The committee highlighted the need to consider alternative diagnoses because there could be serious consequences if a potentially treatable alternative cause is missed.

How the recommendations might affect practice

The recommendations largely support current practice, and they should not have a significant resource impact.

PCR was not included as part of cerebrospinal fluid investigations in the 2010 meningitis guideline, but it has since become standard practice in most hospitals.

Return to recommendations

Why the committee made the recommendation

Although the recommendations that refer to C-reactive protein (CRP) results make it clear that this measure should be used alongside factors that together help to build the full clinical picture, the 2026 committee wanted to make sure that CRP results alone were not determining antibiotic treatment. They, therefore, agreed to make a recommendation about this.

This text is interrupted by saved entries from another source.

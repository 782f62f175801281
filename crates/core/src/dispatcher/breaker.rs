//! Job-wide circuit breaker over consecutive timeouts.

use std::sync::atomic::{AtomicU32, Ordering};

use super::error::DispatchError;

/// Counts consecutive timeouts across all workers of a run.
///
/// Checked before every attempt; once the counter reaches the ceiling every
/// worker fails with [`DispatchError::ConsecutiveFailureLimit`] regardless of
/// its own retry budget. Any successful response resets it.
#[derive(Debug)]
pub struct CircuitBreaker {
    failures: AtomicU32,
    ceiling: u32,
}

impl CircuitBreaker {
    pub fn new(ceiling: u32) -> Self {
        Self {
            failures: AtomicU32::new(0),
            ceiling,
        }
    }

    /// Returns the current count, or an error when the ceiling is reached.
    pub fn check(&self) -> Result<u32, DispatchError> {
        let failures = self.failures.load(Ordering::SeqCst);
        if failures >= self.ceiling {
            return Err(DispatchError::ConsecutiveFailureLimit {
                failures,
                limit: self.ceiling,
            });
        }
        Ok(failures)
    }

    /// Records a timeout and returns the new count.
    pub fn record_timeout(&self) -> u32 {
        self.failures.fetch_add(1, Ordering::SeqCst) + 1
    }

    pub fn record_success(&self) {
        self.failures.store(0, Ordering::SeqCst);
    }

    pub fn failures(&self) -> u32 {
        self.failures.load(Ordering::SeqCst)
    }

    pub fn ceiling(&self) -> u32 {
        self.ceiling
    }
}
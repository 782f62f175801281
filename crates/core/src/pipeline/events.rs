use serde::{Deserialize, Serialize};
use std::path::PathBuf;

/// Lifecycle events emitted by the pipeline controller.
#[derive(Debug, Clone, PartialEq, Eq, Serialize, Deserialize)]
#[serde(tag = "type", rename_all = "snake_case")]
pub enum JobEvent {
    ExtractionStarted,
    /// Segments extracted, translation starting.
    Started,
    Progress {
        domain: Option<String>,
        segment_count: Option<usize>,
        segments_translated: Option<usize>,
    },
    /// A temporary file the consumer must remove when the job ends.
    TempArtifactCreated {
        path: PathBuf,
    },
    PostprocessStarted,
    Completed {
        translated_segments: usize,
    },
    Halted,
    Failed {
        kind: String,
    },
}

impl JobEvent {
    /// Whether this event ends the job.
    pub fn is_terminal(&self) -> bool {
        matches!(
            self,
            Self::Completed { .. } | Self::Halted | Self::Failed { .. }
        )
    }
}
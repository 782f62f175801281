use figment::{
    providers::{Env, Format, Toml},
    Figment,
};
use std::path::Path;

use super::{types::Config, ConfigError};

/// Prefix for environment variable overrides, e.g. `DOCTRANS_DISPATCHER__CONCURRENCY=4`.
pub const ENV_PREFIX: &str = "DOCTRANS_";

/// Load configuration from file with environment variable overrides
pub fn load_config(path: &Path) -> Result<Config, ConfigError> {
    if !path.exists() {
        return Err(ConfigError::FileNotFound(path.display().to_string()));
    }

    let config: Config = Figment::new()
        .merge(Toml::file(path))
        .merge(Env::prefixed(ENV_PREFIX).split("__"))
        .extract()
        .map_err(|e| ConfigError::ParseError(e.to_string()))?;

    Ok(config)
}

/// Load configuration from TOML string (useful for testing)
pub fn load_config_from_str(toml_str: &str) -> Result<Config, ConfigError> {
    toml::from_str(toml_str).map_err(|e| ConfigError::ParseError(e.to_string()))
}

How the recommendations might affect practice

The recommendation reinforces current best practice.

Return to recommendation

Why the committee made the recommendation

To help with treatment decisions, the 2012 guideline on early-onset neonatal infection recommended that healthcare professionals with experience in neonatal infection should be available to provide microbiological or paediatric infection disease advice. The 2021 committee decided that this recommendation is also important when making decisions about antibiotic treatment for late-onset infection.

How the recommendation might affect practice

The recommendation reinforces current best practice.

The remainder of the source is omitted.